2. Jacqueline Cochran (2) – One of history’s most accomplished female aviators. She was the first woman to fly in the Bendix Trophy Race, which she won in 1938; the first woman to make a blind instrument landing (1937); and set new women’s records during 1939-40 in altitude and open class speed.
3. Louise Thaden – Winner of the 1936 Bendix Trophy, the first woman to do so, thereby becoming the first woman to win a national air race. She also won the women’s continental air derby, was the fourth woman transport pilot, and with Earhart was the co-founder of the 99s. There is in addition an ALS sending her information and asking for a list of entrants.
4. Katherine Cheung – Chinese aviator, received one of the first private licenses issued to a Chinese woman; she was the first Chinese woman to obtain an international flying license.
5. Laura Ingalls – Won the Harmon Trophy in 1934. She made the first flight over the Andes by an American woman, the first solo flight around South America in a landplane, and the first flight by a woman from North America to South America; she also set a woman’s distance record of 17,000 miles.
6. Peggy Salaman – British aviator who set a record flying from London to Cape Town.
7. Grace Prescott – Won the Ruth Chatterton Derby, member of the 99s.
8. Helen MacCloskey – Pioneer member of the 99s, one of the first women fliers to win a transport pilot’s license. She set a number of national and world records for speed and altitude flying.
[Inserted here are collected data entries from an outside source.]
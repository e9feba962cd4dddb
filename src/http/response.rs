//! Mapping lookup outcomes to HTTP responses.
//!
//! Successful lookups and upstream failures are both HTTP 200 with the
//! document as body; callers inspect `ret`. Admission failures use real
//! status codes.

use axum::{
    http::{header, HeaderMap, HeaderName, HeaderValue, StatusCode},
    response::{IntoResponse, Response},
    Json,
};
use serde_json::json;

use crate::lookup::{LookupError, LookupResponse, RateLimitInfo};

pub const X_CACHE_STATUS: HeaderName = HeaderName::from_static("x-cache-status");
pub const X_RATELIMIT_LIMIT: HeaderName = HeaderName::from_static("x-ratelimit-limit");
pub const X_RATELIMIT_REMAINING: HeaderName = HeaderName::from_static("x-ratelimit-remaining");
pub const X_RATELIMIT_RESET: HeaderName = HeaderName::from_static("x-ratelimit-reset");

fn rate_limit_headers(headers: &mut HeaderMap, info: &RateLimitInfo) {
    headers.insert(X_RATELIMIT_LIMIT, HeaderValue::from(info.limit));
    headers.insert(X_RATELIMIT_REMAINING, HeaderValue::from(info.remaining));
    headers.insert(X_RATELIMIT_RESET, HeaderValue::from(info.reset_in));
}

/// `{"ret": <code>, "msg": <text>}` with the matching status.
pub fn error_document(status: StatusCode, msg: impl Into<String>) -> Response {
    let body = json!({ "ret": status.as_u16(), "msg": msg.into() });
    (status, Json(body)).into_response()
}

impl IntoResponse for LookupResponse {
    fn into_response(self) -> Response {
        let mut response = Json(self.document).into_response();
        let headers = response.headers_mut();
        headers.insert(header::CACHE_CONTROL, HeaderValue::from_static("no-cache"));
        headers.insert(
            X_CACHE_STATUS,
            HeaderValue::from_static(self.cache_status.as_str()),
        );
        if let Some(info) = &self.rate_limit {
            rate_limit_headers(headers, info);
        }
        response
    }
}

impl IntoResponse for LookupError {
    fn into_response(self) -> Response {
        match &self {
            LookupError::AuthorizationDenied => {
                error_document(StatusCode::FORBIDDEN, self.to_string())
            }
            LookupError::RateLimited(info) => {
                let mut response = error_document(StatusCode::TOO_MANY_REQUESTS, self.to_string());
                let headers = response.headers_mut();
                headers.insert(header::RETRY_AFTER, HeaderValue::from(info.reset_in));
                rate_limit_headers(
                    headers,
                    &RateLimitInfo {
                        remaining: 0,
                        ..*info
                    },
                );
                response
            }
        }
    }
}
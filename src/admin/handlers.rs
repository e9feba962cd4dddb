use axum::{extract::State, Json};
use serde::Serialize;

use crate::cache::CacheStats;
use crate::http::server::AppState;
use crate::lifecycle::SweepReport;
use crate::security::LimiterStats;

#[derive(Serialize)]
pub struct SystemStatus {
    pub version: &'static str,
    pub status: &'static str,
    pub uptime_secs: u64,
}

#[derive(Serialize)]
pub struct ClearedCache {
    pub removed: usize,
}

pub async fn get_status(State(state): State<AppState>) -> Json<SystemStatus> {
    Json(SystemStatus {
        version: env!("CARGO_PKG_VERSION"),
        status: "operational",
        uptime_secs: state.started_at.elapsed().as_secs(),
    })
}

pub async fn get_cache(State(state): State<AppState>) -> Json<CacheStats> {
    Json(state.pipeline.cache().stats())
}

pub async fn clear_cache(State(state): State<AppState>) -> Json<ClearedCache> {
    let removed = state.pipeline.cache().clear();
    tracing::info!(removed, "Cache cleared via admin API");
    Json(ClearedCache { removed })
}

pub async fn get_limiter(State(state): State<AppState>) -> Json<LimiterStats> {
    Json(state.pipeline.limiter().stats())
}

pub async fn run_sweep(State(state): State<AppState>) -> Json<SweepReport> {
    Json(state.reaper.sweep())
}
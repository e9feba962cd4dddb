//! Admission pipeline for lookup requests.
//!
//! ```text
//! AUTHORIZE ──✗──▶ AuthorizationDenied (403)
//!     │
//! CACHE_LOOKUP ──hit──▶ cached document (no quota used)
//!     │ miss
//! RATE_CHECK ──✗──▶ RateLimited (429)
//!     │
//! UPSTREAM_FETCH ──▶ CACHE_STORE (successful documents only) ──▶ document
//! ```
//!
//! The cache is consulted before the limiter so repeat lookups are free;
//! only misses spend quota. No lock is held across the upstream fetch.

use std::net::IpAddr;
use std::sync::Arc;

use serde::Serialize;
use serde_json::Value;
use thiserror::Error;

use crate::cache::TtlLruCache;
use crate::lookup::special;
use crate::observability::metrics;
use crate::security::access_control::{authorize, DomainAllowList};
use crate::security::rate_limit::SlidingWindowLimiter;
use crate::upstream::{self, Upstream};

pub type LookupCache = TtlLruCache<String, Value>;
pub type ClientLimiter = SlidingWindowLimiter<String>;

/// One inbound lookup, as extracted by the HTTP layer.
#[derive(Debug, Clone)]
pub struct LookupQuery {
    /// Address being looked up.
    pub target: IpAddr,
    /// Identity quota is charged to (the caller's IP).
    pub client_id: String,
    pub origin: Option<String>,
    pub referer: Option<String>,
    /// Host the request was addressed to, without port.
    pub request_host: String,
}

#[derive(Debug, Clone, Copy, PartialEq, Eq, Serialize)]
#[serde(rename_all = "UPPERCASE")]
pub enum CacheStatus {
    Hit,
    Miss,
}

impl CacheStatus {
    pub fn as_str(self) -> &'static str {
        match self {
            Self::Hit => "HIT",
            Self::Miss => "MISS",
        }
    }
}

/// Quota state reported alongside a metered response.
#[derive(Debug, Clone, Copy, PartialEq, Eq, Serialize)]
pub struct RateLimitInfo {
    pub limit: u32,
    pub remaining: u32,
    pub reset_in: u64,
}

#[derive(Debug, Clone, PartialEq)]
pub struct LookupResponse {
    pub document: Value,
    pub cache_status: CacheStatus,
    /// Present only when the request was charged against the limiter.
    pub rate_limit: Option<RateLimitInfo>,
}

#[derive(Debug, Clone, PartialEq, Eq, Error)]
pub enum LookupError {
    #[error("access denied: requests must come from an authorized domain")]
    AuthorizationDenied,

    #[error("too many requests, retry in {} seconds", .0.reset_in)]
    RateLimited(RateLimitInfo),
}

/// Sequences authorization, cache, limiter and upstream for each lookup.
#[derive(Clone)]
pub struct LookupPipeline {
    cache: Arc<LookupCache>,
    limiter: Arc<ClientLimiter>,
    upstream: Arc<dyn Upstream>,
    allow_list: Arc<DomainAllowList>,
}

impl LookupPipeline {
    pub fn new(
        cache: Arc<LookupCache>,
        limiter: Arc<ClientLimiter>,
        upstream: Arc<dyn Upstream>,
        allow_list: DomainAllowList,
    ) -> Self {
        Self {
            cache,
            limiter,
            upstream,
            allow_list: Arc::new(allow_list),
        }
    }

    pub fn cache(&self) -> &Arc<LookupCache> {
        &self.cache
    }

    pub fn limiter(&self) -> &Arc<ClientLimiter> {
        &self.limiter
    }

    pub fn allow_list(&self) -> &DomainAllowList {
        &self.allow_list
    }

    /// Run one lookup through the pipeline.
    pub async fn lookup(&self, query: &LookupQuery) -> Result<LookupResponse, LookupError> {
        if !authorize(
            query.origin.as_deref(),
            query.referer.as_deref(),
            &query.request_host,
            &self.allow_list,
        ) {
            tracing::warn!(
                client = %query.client_id,
                origin = ?query.origin,
                referer = ?query.referer,
                host = %query.request_host,
                "Lookup denied"
            );
            metrics::record_lookup("denied");
            return Err(LookupError::AuthorizationDenied);
        }

        if let Some(scope) = special::classify(query.target) {
            return Ok(self.serve_special(query.target, scope));
        }

        let key = query.target.to_string();
        if let Some(document) = self.cache.get(&key) {
            tracing::debug!(target_ip = %key, "Cache hit");
            metrics::record_lookup("hit");
            return Ok(LookupResponse {
                document,
                cache_status: CacheStatus::Hit,
                rate_limit: None,
            });
        }

        let decision = self.limiter.check_and_record(&query.client_id);
        let rate_limit = RateLimitInfo {
            limit: self.limiter.per_minute(),
            remaining: decision.remaining,
            reset_in: decision.reset_in,
        };
        if !decision.allowed {
            tracing::warn!(client = %query.client_id, reset_in = decision.reset_in, "Rate limit exceeded");
            metrics::record_lookup("throttled");
            return Err(LookupError::RateLimited(rate_limit));
        }

        let document = match self.upstream.fetch(&key).await {
            Ok(document) => {
                if upstream::is_success(&document) {
                    self.cache.set(key, document.clone());
                } else {
                    tracing::debug!(target_ip = %key, ret = ?document.get("ret"), "Upstream reported failure, not caching");
                }
                document
            }
            Err(e) => e.to_document(),
        };

        metrics::record_lookup("miss");
        Ok(LookupResponse {
            document,
            cache_status: CacheStatus::Miss,
            rate_limit: Some(rate_limit),
        })
    }

    fn serve_special(&self, ip: IpAddr, scope: special::AddressScope) -> LookupResponse {
        let key = special::pseudo_key(ip);
        if let Some(document) = self.cache.get(&key) {
            metrics::record_lookup("special");
            return LookupResponse {
                document,
                cache_status: CacheStatus::Hit,
                rate_limit: None,
            };
        }

        let document = special::local_document(ip, scope);
        self.cache.set(key, document.clone());
        metrics::record_lookup("special");
        LookupResponse {
            document,
            cache_status: CacheStatus::Miss,
            rate_limit: None,
        }
    }
}

impl std::fmt::Debug for LookupPipeline {
    fn fmt(&self, f: &mut std::fmt::Formatter<'_>) -> std::fmt::Result {
        f.debug_struct("LookupPipeline")
            .field("cache", &self.cache)
            .field("limiter", &self.limiter)
            .field("allow_list", &self.allow_list)
            .finish_non_exhaustive()
    }
}

#[cfg(test)]
mod tests {
    use super::*;
    use crate::clock::ManualClock;
    use crate::upstream::UpstreamError;
    use futures_util::future::BoxFuture;
    use serde_json::json;
    use std::num::NonZeroUsize;
    use std::sync::atomic::{AtomicUsize, Ordering};
    use std::time::Duration;

    type Script = Box<dyn Fn(&str) -> Result<Value, UpstreamError> + Send + Sync>;

    struct ScriptedUpstream {
        calls: AtomicUsize,
        script: Script,
    }

    impl ScriptedUpstream {
        fn new(script: impl Fn(&str) -> Result<Value, UpstreamError> + Send + Sync + 'static) -> Arc<Self> {
            Arc::new(Self {
                calls: AtomicUsize::new(0),
                script: Box::new(script),
            })
        }

        fn calls(&self) -> usize {
            self.calls.load(Ordering::SeqCst)
        }
    }

    impl Upstream for ScriptedUpstream {
        fn fetch<'a>(&'a self, ip: &'a str) -> BoxFuture<'a, Result<Value, UpstreamError>> {
            self.calls.fetch_add(1, Ordering::SeqCst);
            let result = (self.script)(ip);
            Box::pin(async move { result })
        }
    }

    fn geo(ip: &str) -> Result<Value, UpstreamError> {
        Ok(json!({"ret": 200, "msg": "success", "data": {"ip": ip, "country": "US"}}))
    }

    fn pipeline(per_minute: u32, upstream: Arc<ScriptedUpstream>) -> LookupPipeline {
        let clock = Arc::new(ManualClock::new(Duration::from_secs(1_700_000_000)));
        let cache = TtlLruCache::with_clock(
            NonZeroUsize::new(100).unwrap(),
            Duration::from_secs(3600),
            clock.clone(),
        );
        let limiter = SlidingWindowLimiter::with_clock(per_minute, 100, clock);
        LookupPipeline::new(
            Arc::new(cache),
            Arc::new(limiter),
            upstream,
            DomainAllowList::parse(&["*.example.com"]).unwrap(),
        )
    }

    fn query(target: &str) -> LookupQuery {
        LookupQuery {
            target: target.parse().unwrap(),
            client_id: "198.18.0.9".to_string(),
            origin: Some("https://www.example.com".to_string()),
            referer: None,
            request_host: "geo.service.net".to_string(),
        }
    }

    #[tokio::test]
    async fn test_miss_then_hit() {
        let upstream = ScriptedUpstream::new(geo);
        let pipeline = pipeline(10, upstream.clone());

        let first = pipeline.lookup(&query("8.8.8.8")).await.unwrap();
        assert_eq!(first.cache_status, CacheStatus::Miss);
        assert_eq!(
            first.rate_limit,
            Some(RateLimitInfo {
                limit: 10,
                remaining: 9,
                reset_in: 40
            })
        );

        let second = pipeline.lookup(&query("8.8.8.8")).await.unwrap();
        assert_eq!(second.cache_status, CacheStatus::Hit);
        assert_eq!(second.rate_limit, None);
        assert_eq!(second.document, first.document);
        assert_eq!(upstream.calls(), 1);
    }

    #[tokio::test]
    async fn test_denied_request_touches_nothing() {
        let upstream = ScriptedUpstream::new(geo);
        let pipeline = pipeline(10, upstream.clone());
        let mut q = query("8.8.8.8");
        q.origin = Some("https://evil.net".to_string());

        assert_eq!(
            pipeline.lookup(&q).await,
            Err(LookupError::AuthorizationDenied)
        );
        assert_eq!(upstream.calls(), 0);
        assert_eq!(pipeline.cache().size(), 0);
        assert_eq!(pipeline.limiter().stats().minute_clients, 0);
    }

    #[tokio::test]
    async fn test_cache_hits_do_not_spend_quota() {
        let upstream = ScriptedUpstream::new(geo);
        let pipeline = pipeline(3, upstream.clone());

        pipeline.lookup(&query("1.1.1.1")).await.unwrap();
        pipeline.lookup(&query("1.0.0.1")).await.unwrap();
        pipeline.lookup(&query("9.9.9.9")).await.unwrap();

        match pipeline.lookup(&query("4.4.4.4")).await {
            Err(LookupError::RateLimited(info)) => {
                assert_eq!(info.remaining, 0);
                assert_eq!(info.limit, 3);
                assert_eq!(info.reset_in, 40);
            }
            other => panic!("expected rate limit, got {other:?}"),
        }

        let cached = pipeline.lookup(&query("1.1.1.1")).await.unwrap();
        assert_eq!(cached.cache_status, CacheStatus::Hit);
        assert_eq!(upstream.calls(), 3);
    }

    #[tokio::test]
    async fn test_upstream_failure_is_returned_but_not_cached() {
        let upstream = ScriptedUpstream::new(|_| Err(UpstreamError::Timeout(5)));
        let pipeline = pipeline(10, upstream.clone());

        let response = pipeline.lookup(&query("8.8.4.4")).await.unwrap();
        assert_eq!(response.cache_status, CacheStatus::Miss);
        assert_eq!(response.document["ret"], 504);

        pipeline.lookup(&query("8.8.4.4")).await.unwrap();
        assert_eq!(upstream.calls(), 2);
        assert_eq!(pipeline.cache().size(), 0);
    }

    #[tokio::test]
    async fn test_unsuccessful_document_is_not_cached() {
        let upstream = ScriptedUpstream::new(|_| Ok(json!({"ret": 401, "msg": "bad appcode"})));
        let pipeline = pipeline(10, upstream.clone());

        let response = pipeline.lookup(&query("8.8.4.4")).await.unwrap();
        assert_eq!(response.document, json!({"ret": 401, "msg": "bad appcode"}));
        assert_eq!(pipeline.cache().size(), 0);
    }

    #[tokio::test]
    async fn test_special_addresses_bypass_upstream_and_quota() {
        let upstream = ScriptedUpstream::new(geo);
        let pipeline = pipeline(1, upstream.clone());

        let first = pipeline.lookup(&query("192.168.1.20")).await.unwrap();
        assert_eq!(first.cache_status, CacheStatus::Miss);
        assert_eq!(first.rate_limit, None);
        assert_eq!(first.document["data"]["scope"], "private");

        let second = pipeline.lookup(&query("192.168.1.20")).await.unwrap();
        assert_eq!(second.cache_status, CacheStatus::Hit);

        // The single unit of quota is still available for a real lookup.
        let real = pipeline.lookup(&query("8.8.8.8")).await.unwrap();
        assert_eq!(real.rate_limit.map(|r| r.remaining), Some(0));
        assert_eq!(upstream.calls(), 1);
    }

    #[test]
    fn test_error_messages() {
        let info = RateLimitInfo {
            limit: 10,
            remaining: 0,
            reset_in: 12,
        };
        assert_eq!(
            LookupError::RateLimited(info).to_string(),
            "too many requests, retry in 12 seconds"
        );
    }
}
Named a Pioneer of Aeronautics by the National Aviation Club.
9. Roscoe Turner – Record-breaking aviator who was a three-time winner of the Thompson Trophy.
10. Rudy (Speed King) Kling – In 1937, he broke speed records across the country while winning three major competitions: the Thompson, the Henderson and the Greve trophy races. He was killed in a plane crash in December 1937.
11. Harold Neumann – Winner of the 1936 Shell Trophy; also signed by Clayton Folkerts who made his plane.
12. Ben Howard (2) – Won the 1935 Bendix and Thompson Trophies. Placed 3rd in the 1936 Shell Race.
13. Anthony LeVier – This was his first race. He later won the 1938 Greve Trophy Race and 1938 Pacific International Air Race. One of greatest test pilots ever, tested one of the first jet aircraft and went on to pilot 53 different experimental planes.
14. Martie Bowman – Member of the 99s
15. Cecile Hamilton – Executive secretary of the 99s, later Managing Editor of Flying Magazine.

Other Notable Pilots:

George C. Pomeroy – He finished 4th in the 1936 Bendix race, was later a noted daredevil pilot.
Leland Hayward (2) – Producer and aviator, did the original Broadway stage productions of South Pacific and The Sound of Music.
Jerry Fairbanks – Aviator, producer and director in the Hollywood motion picture and television industry. Gave James Dean his start in film.
George Armistead – Air racer, World War II test pilot. With an ALS.
Art Chester – Barnstormer, stunt pilot, killed in 1949 air race. He finished in the money in two races in 1936.
Edith Clark – French aviator, stunt flyer, and parachutist, she died in a parachuting accident in 1937.
Joe Jacobson (2) – Survived two crashes in these races, finished fifth in the Greve Trophy race.
Earl Ricks – Aviator, he became an Air Force Major General in World War II.
Howard H. Greene – Aviator, killed in 1938 plane crash.
Bruce A. Gimbel – President of Gimbel’s department stores, aviator.
Harry Crosby – He placed 6th in the Thompson race, was later lead navigator for the 100th Bomb Group, Eighth Air Force in World War II.
H. W. Marcoux (Earl Ortman as pilot) – The plane finished second in the 1936 Thompson Trophy race.
Ernest Schoedsack (Marion McKeen as pilot) – She placed in top 10 in a number of races.
Dave Elmendorf – He finished 3rd in speed dash.
Floyd Hendrickson – He ran the contracts department for Metro Goldwyn Mayer Corporation in its glory years; with TLS.
Grace Anderson – Aviator, she was killed in an air crash in 1940. There is also an application signed by her husband Arthur Anderson.
Eddie Allenbaugh – He was a noted aircraft designer.
Steve Wittman (2) – Air-racer and aircraft designer and builder.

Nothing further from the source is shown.